DATA TO PROCESS:
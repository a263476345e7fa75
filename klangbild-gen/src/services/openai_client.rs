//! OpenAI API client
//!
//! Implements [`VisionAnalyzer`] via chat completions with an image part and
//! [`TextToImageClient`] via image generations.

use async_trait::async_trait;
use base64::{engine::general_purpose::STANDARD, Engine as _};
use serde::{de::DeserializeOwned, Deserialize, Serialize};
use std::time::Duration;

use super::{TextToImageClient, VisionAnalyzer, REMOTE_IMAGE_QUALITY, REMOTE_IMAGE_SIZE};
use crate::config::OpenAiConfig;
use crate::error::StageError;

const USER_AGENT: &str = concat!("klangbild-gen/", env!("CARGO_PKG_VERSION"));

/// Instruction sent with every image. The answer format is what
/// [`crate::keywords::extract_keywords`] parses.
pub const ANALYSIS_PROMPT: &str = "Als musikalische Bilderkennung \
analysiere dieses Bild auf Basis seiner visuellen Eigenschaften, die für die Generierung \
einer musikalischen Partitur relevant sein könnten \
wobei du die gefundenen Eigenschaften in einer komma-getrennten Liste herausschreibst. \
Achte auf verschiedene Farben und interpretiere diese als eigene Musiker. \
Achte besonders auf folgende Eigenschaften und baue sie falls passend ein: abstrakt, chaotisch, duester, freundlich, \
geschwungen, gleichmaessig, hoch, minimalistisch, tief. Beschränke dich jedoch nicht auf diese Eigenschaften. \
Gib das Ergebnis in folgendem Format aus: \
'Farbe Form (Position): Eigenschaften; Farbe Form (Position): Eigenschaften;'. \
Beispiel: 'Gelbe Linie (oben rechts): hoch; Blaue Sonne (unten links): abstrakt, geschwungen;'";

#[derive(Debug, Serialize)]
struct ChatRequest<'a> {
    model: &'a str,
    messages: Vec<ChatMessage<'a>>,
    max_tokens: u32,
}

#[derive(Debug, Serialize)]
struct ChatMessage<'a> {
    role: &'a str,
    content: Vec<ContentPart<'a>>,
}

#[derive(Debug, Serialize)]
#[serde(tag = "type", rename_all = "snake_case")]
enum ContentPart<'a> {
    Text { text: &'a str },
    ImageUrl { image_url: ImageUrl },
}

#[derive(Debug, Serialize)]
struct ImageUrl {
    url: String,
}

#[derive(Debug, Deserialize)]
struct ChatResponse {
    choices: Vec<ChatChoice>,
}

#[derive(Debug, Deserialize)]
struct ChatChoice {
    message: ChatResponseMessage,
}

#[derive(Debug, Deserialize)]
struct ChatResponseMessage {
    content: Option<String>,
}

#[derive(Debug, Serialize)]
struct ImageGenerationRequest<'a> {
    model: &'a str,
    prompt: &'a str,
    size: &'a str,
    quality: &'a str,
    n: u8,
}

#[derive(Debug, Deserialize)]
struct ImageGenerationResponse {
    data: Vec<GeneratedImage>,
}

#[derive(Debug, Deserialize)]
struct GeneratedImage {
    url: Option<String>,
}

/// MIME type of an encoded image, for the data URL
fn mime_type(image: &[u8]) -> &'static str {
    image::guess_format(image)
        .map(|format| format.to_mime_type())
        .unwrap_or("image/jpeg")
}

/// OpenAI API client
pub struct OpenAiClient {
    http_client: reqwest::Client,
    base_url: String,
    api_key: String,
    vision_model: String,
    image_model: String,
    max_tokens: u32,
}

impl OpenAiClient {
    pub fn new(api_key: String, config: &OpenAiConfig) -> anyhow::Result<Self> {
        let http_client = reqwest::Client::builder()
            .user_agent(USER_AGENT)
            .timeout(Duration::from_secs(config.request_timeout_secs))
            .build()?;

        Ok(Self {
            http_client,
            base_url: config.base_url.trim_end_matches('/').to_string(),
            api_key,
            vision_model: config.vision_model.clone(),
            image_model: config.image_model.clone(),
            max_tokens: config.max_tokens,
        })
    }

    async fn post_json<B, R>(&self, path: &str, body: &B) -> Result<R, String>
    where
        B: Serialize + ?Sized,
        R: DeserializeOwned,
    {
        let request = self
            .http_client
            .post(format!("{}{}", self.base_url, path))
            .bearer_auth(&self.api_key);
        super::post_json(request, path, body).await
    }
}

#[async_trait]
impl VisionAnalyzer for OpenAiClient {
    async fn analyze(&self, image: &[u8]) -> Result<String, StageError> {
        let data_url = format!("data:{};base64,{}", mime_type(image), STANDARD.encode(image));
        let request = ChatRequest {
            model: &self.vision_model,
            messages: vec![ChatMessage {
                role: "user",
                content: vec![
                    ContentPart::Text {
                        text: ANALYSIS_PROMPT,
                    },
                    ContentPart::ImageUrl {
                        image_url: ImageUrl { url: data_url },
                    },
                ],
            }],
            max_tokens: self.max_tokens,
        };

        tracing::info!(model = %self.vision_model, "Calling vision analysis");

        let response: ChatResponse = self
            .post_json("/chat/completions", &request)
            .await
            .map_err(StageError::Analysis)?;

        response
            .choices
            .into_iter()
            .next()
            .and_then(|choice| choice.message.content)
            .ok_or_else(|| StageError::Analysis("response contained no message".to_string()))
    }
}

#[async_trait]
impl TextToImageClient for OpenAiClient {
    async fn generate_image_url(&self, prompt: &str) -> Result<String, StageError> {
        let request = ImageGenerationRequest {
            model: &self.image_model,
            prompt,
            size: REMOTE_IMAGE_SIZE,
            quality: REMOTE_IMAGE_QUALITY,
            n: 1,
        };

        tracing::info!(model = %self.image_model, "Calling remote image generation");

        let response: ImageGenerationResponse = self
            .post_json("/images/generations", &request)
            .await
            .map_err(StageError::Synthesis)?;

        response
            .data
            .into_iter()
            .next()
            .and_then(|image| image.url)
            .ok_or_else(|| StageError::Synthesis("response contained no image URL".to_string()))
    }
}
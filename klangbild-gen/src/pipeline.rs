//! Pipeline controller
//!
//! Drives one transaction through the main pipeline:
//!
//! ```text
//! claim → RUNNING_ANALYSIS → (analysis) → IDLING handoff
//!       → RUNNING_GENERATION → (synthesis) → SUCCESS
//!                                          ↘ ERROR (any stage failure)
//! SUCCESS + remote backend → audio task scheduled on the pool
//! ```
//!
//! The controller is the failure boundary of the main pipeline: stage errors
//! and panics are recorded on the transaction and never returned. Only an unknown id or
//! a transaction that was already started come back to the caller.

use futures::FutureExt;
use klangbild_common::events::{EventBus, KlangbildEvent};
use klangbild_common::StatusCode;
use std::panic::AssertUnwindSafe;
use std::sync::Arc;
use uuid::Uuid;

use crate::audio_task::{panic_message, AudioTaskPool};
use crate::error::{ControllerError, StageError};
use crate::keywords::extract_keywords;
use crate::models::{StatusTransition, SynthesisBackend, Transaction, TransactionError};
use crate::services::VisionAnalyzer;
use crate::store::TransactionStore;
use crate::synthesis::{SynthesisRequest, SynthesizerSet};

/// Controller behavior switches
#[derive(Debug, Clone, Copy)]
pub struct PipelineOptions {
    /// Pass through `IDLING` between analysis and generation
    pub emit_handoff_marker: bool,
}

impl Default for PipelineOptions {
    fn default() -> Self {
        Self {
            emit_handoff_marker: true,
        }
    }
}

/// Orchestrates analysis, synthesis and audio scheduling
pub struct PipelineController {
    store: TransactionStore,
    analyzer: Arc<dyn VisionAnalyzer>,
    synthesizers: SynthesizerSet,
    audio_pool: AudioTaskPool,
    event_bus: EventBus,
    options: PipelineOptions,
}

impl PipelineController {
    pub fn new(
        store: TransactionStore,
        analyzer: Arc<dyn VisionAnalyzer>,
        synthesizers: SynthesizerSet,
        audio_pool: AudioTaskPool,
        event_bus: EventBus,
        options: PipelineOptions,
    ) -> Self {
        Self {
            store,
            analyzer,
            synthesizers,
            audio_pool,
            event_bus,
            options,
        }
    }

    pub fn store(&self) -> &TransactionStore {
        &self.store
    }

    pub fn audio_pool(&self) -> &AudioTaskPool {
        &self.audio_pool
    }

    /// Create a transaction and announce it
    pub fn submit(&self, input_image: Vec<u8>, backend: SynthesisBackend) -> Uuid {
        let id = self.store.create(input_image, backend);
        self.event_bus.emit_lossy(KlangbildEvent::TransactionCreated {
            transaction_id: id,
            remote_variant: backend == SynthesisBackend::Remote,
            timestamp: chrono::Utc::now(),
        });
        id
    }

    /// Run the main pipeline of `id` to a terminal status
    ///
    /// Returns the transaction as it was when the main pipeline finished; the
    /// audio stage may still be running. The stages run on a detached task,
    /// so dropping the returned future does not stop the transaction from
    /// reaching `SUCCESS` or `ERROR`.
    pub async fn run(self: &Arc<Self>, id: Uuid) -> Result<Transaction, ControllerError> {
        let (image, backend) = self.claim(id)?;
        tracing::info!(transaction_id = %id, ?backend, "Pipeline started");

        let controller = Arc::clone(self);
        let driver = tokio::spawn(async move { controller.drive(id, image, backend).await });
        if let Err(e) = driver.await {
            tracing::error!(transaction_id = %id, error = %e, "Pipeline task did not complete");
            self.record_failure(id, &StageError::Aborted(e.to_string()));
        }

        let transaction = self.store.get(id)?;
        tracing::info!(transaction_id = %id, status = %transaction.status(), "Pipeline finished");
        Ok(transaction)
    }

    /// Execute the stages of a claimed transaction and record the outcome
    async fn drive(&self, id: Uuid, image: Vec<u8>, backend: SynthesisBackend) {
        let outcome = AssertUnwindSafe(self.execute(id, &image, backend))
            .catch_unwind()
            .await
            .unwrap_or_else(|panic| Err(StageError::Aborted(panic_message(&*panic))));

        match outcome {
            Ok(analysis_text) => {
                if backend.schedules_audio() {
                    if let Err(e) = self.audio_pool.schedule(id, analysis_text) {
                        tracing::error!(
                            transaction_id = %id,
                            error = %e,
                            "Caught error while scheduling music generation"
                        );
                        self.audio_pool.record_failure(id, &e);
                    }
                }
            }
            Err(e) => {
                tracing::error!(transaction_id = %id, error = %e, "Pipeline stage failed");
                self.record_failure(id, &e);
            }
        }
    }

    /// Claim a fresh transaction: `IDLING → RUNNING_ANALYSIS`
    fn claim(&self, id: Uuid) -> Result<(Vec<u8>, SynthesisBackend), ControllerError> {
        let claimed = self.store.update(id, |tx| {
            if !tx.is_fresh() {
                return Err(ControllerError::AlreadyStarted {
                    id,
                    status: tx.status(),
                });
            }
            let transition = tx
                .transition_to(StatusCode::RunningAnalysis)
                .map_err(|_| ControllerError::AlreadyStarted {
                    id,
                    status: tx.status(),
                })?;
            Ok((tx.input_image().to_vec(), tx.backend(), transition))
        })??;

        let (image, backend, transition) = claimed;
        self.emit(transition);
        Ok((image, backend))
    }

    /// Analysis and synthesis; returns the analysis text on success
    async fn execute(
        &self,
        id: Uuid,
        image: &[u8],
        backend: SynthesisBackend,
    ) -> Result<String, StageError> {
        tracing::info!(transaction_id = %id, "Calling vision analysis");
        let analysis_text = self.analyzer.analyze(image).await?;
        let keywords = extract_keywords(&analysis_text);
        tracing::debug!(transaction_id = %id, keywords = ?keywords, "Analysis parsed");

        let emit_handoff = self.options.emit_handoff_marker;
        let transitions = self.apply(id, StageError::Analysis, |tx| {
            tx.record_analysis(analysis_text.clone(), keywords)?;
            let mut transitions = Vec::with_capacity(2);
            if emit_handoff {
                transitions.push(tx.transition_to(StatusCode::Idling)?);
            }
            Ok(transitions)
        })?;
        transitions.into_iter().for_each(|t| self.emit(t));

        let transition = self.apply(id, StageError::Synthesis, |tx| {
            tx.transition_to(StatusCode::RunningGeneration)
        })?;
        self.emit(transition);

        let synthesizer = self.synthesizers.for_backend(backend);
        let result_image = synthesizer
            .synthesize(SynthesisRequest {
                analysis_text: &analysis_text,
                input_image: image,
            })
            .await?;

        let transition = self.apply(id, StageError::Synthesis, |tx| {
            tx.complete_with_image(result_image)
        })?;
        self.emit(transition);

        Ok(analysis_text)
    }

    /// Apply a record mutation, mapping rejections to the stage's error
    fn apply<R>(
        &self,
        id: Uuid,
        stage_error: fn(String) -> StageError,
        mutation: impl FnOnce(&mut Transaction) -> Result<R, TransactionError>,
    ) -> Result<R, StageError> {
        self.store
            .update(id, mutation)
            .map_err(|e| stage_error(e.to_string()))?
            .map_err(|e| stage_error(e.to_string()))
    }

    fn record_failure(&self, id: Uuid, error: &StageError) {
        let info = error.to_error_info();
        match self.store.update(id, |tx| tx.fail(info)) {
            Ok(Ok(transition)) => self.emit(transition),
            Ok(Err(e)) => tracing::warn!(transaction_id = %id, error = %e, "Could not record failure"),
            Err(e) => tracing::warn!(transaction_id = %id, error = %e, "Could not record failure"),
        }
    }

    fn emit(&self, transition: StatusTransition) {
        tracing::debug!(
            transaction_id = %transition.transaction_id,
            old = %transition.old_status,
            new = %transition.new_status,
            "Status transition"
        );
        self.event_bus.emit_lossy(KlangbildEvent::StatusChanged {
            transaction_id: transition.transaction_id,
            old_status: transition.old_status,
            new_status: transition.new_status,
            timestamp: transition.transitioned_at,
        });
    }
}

PROBLEM TO WORK ON:
Output each line of the records above exactly, beginning at the first, and stop once the line containing "Achte besonders auf" has been output.

ANSWER BOX:
repository a263476345e7fa75
filename klangbild-gen/src/services/openai_client.rs
//! OpenAI API client
//!
//! Implements [`VisionAnalyzer`] via chat completions with an image part and
//! [`TextToImageClient`] via image generations.

use async_trait::async_trait;
use base64::{engine::general_purpose::STANDARD, Engine as _};
use serde::{de::DeserializeOwned, Deserialize, Serialize};
use std::time::Duration;

use super::{TextToImageClient, VisionAnalyzer, REMOTE_IMAGE_QUALITY, REMOTE_IMAGE_SIZE};
use crate::config::OpenAiConfig;
use crate::error::StageError;

const USER_AGENT: &str = concat!("klangbild-gen/", env!("CARGO_PKG_VERSION"));

/// Instruction sent with every image. The answer format is what
/// [`crate::keywords::extract_keywords`] parses.
pub const ANALYSIS_PROMPT: &str = "Als musikalische Bilderkennung \
analysiere dieses Bild auf Basis seiner visuellen Eigenschaften, die für die Generierung \
einer musikalischen Partitur relevant sein könnten \
wobei du die gefundenen Eigenschaften in einer komma-getrennten Liste herausschreibst. \
Achte auf verschiedene Farben und interpretiere diese als eigene Musiker. \
Achte besonders auf folgende Eigenschaften und baue sie falls passend ein: abstrakt, chaotisch, duester, freundlich, \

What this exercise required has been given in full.